_WORK REQUEST:_ Look through the lines below; wherever the word "filename" appears, copy that line.

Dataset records
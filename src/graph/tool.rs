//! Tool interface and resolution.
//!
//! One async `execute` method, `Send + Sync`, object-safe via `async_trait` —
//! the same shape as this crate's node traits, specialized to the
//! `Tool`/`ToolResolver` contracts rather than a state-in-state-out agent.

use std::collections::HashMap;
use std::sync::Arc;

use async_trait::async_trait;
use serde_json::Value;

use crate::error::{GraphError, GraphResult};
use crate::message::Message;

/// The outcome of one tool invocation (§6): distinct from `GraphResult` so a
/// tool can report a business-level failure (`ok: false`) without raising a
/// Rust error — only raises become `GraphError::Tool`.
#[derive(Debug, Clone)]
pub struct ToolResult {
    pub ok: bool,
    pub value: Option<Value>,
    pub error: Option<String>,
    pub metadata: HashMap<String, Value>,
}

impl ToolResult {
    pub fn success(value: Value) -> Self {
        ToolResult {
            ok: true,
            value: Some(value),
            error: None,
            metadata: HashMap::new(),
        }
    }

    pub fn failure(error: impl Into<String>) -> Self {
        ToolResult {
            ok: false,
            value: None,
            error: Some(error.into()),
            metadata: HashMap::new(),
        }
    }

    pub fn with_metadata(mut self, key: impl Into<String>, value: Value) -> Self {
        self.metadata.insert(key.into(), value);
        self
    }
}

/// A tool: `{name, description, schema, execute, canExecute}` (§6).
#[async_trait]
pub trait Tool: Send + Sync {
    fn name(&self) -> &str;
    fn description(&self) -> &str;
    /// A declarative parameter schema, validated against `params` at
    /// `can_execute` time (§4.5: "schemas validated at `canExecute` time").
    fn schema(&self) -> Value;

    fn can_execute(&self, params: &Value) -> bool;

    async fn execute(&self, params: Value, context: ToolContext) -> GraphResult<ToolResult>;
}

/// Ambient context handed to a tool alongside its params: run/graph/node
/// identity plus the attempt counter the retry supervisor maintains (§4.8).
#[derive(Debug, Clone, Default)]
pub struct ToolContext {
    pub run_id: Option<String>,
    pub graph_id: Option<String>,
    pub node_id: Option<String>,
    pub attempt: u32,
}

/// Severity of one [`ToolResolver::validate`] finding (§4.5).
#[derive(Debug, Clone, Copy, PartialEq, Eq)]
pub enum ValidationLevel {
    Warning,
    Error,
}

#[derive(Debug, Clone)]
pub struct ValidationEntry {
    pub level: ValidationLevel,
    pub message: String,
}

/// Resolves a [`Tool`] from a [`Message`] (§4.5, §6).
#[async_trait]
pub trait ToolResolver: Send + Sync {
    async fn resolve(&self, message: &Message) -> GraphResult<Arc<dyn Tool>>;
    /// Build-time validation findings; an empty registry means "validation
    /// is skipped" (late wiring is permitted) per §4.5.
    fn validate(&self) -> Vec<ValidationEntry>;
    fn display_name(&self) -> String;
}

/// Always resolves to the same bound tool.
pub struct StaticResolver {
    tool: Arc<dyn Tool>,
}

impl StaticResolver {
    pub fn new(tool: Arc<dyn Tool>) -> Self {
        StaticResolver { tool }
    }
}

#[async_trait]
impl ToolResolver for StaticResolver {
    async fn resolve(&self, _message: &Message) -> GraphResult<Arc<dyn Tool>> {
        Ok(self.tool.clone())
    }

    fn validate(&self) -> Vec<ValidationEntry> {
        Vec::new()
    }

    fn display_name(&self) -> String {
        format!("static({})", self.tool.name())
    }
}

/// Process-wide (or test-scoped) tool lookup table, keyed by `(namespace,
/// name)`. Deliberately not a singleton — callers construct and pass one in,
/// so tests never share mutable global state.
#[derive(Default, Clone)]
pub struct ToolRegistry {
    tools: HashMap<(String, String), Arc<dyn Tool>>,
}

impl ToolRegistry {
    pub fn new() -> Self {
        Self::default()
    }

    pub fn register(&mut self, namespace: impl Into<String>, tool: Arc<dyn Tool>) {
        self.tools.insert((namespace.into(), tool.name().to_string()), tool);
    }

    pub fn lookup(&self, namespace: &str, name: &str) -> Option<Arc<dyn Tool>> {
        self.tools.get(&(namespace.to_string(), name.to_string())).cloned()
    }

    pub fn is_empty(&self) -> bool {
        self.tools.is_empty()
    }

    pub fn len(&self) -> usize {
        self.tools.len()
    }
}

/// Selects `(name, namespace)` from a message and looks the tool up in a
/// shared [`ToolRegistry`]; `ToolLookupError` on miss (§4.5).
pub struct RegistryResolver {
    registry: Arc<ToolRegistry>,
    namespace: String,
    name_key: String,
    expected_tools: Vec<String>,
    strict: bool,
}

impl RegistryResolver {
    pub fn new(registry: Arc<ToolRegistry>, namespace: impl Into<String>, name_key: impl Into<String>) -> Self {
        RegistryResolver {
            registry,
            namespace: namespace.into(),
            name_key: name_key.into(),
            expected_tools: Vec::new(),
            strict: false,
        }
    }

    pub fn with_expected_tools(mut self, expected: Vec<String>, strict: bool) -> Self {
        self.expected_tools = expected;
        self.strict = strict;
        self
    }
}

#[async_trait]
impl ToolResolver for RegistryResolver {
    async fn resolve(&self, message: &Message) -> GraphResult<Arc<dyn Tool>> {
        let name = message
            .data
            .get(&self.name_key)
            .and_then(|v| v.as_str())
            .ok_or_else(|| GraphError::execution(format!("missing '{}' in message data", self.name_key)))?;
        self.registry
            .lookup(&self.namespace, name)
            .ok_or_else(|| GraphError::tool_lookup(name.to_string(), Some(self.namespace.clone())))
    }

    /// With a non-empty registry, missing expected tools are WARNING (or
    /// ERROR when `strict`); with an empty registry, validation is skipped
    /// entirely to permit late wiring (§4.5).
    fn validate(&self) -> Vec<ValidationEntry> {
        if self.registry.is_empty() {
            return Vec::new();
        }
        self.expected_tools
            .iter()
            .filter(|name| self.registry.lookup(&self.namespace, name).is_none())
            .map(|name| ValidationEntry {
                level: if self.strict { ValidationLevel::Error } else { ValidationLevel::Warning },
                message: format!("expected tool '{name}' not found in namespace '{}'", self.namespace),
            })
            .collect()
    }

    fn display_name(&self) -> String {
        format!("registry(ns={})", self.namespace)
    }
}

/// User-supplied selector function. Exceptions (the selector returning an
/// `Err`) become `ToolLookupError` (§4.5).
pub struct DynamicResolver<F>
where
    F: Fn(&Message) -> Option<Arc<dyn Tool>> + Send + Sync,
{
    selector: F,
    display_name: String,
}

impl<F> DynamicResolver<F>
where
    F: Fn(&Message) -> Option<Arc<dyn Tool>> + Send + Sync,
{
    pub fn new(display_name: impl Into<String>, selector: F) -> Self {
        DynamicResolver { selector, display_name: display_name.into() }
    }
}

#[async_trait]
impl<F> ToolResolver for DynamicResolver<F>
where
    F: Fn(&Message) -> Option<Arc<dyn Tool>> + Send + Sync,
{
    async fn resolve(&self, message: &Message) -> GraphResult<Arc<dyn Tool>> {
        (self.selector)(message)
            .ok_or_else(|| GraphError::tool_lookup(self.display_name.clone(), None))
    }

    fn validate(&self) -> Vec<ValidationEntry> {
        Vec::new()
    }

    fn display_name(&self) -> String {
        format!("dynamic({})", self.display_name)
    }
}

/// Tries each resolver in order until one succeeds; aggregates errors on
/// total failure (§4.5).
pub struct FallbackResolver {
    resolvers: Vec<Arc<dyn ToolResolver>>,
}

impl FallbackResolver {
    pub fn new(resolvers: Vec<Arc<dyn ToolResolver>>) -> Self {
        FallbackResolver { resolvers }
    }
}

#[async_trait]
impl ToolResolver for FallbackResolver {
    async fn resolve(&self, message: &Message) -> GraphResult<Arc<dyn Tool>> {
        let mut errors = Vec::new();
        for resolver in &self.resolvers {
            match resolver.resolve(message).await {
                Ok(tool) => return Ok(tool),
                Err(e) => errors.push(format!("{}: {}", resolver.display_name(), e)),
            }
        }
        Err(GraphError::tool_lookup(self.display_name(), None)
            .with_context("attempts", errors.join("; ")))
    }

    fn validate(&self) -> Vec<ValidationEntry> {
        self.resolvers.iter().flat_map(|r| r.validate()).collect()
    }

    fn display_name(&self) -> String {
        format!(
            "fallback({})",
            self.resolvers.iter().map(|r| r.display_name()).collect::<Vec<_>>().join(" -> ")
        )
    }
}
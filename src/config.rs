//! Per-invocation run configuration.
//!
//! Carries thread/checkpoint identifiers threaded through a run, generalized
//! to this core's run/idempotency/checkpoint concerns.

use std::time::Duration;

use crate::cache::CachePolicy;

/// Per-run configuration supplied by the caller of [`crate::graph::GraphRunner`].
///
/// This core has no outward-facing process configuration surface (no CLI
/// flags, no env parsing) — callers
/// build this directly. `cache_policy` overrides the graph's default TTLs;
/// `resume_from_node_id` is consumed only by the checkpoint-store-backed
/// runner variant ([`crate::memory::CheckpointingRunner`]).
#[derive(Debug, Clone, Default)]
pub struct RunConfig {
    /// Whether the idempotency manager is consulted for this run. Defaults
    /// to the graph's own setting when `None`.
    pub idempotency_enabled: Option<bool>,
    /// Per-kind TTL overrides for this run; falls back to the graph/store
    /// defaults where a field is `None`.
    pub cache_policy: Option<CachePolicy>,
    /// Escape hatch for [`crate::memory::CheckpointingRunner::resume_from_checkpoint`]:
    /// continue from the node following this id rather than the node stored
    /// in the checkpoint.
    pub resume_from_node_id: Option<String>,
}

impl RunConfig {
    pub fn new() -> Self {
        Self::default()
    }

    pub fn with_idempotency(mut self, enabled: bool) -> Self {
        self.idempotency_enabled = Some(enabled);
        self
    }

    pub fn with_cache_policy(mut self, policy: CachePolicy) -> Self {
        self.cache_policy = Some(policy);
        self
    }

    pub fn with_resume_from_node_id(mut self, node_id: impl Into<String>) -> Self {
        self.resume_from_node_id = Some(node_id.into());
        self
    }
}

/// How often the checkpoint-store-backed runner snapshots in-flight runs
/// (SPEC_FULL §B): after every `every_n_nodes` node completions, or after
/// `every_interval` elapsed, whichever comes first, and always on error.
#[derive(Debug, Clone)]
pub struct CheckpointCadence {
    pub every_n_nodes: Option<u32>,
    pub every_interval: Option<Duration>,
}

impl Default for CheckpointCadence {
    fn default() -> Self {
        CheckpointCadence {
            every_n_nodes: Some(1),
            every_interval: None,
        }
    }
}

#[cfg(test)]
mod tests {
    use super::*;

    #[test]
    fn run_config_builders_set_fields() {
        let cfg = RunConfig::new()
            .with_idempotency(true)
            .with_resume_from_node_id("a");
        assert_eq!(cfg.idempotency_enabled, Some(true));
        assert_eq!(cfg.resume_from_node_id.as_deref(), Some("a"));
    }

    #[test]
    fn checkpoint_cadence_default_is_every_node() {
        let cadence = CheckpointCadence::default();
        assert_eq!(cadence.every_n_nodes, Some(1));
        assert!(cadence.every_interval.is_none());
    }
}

_TASK OUTPUT:_
filename src/graph/tool.rs
filename src/config.rs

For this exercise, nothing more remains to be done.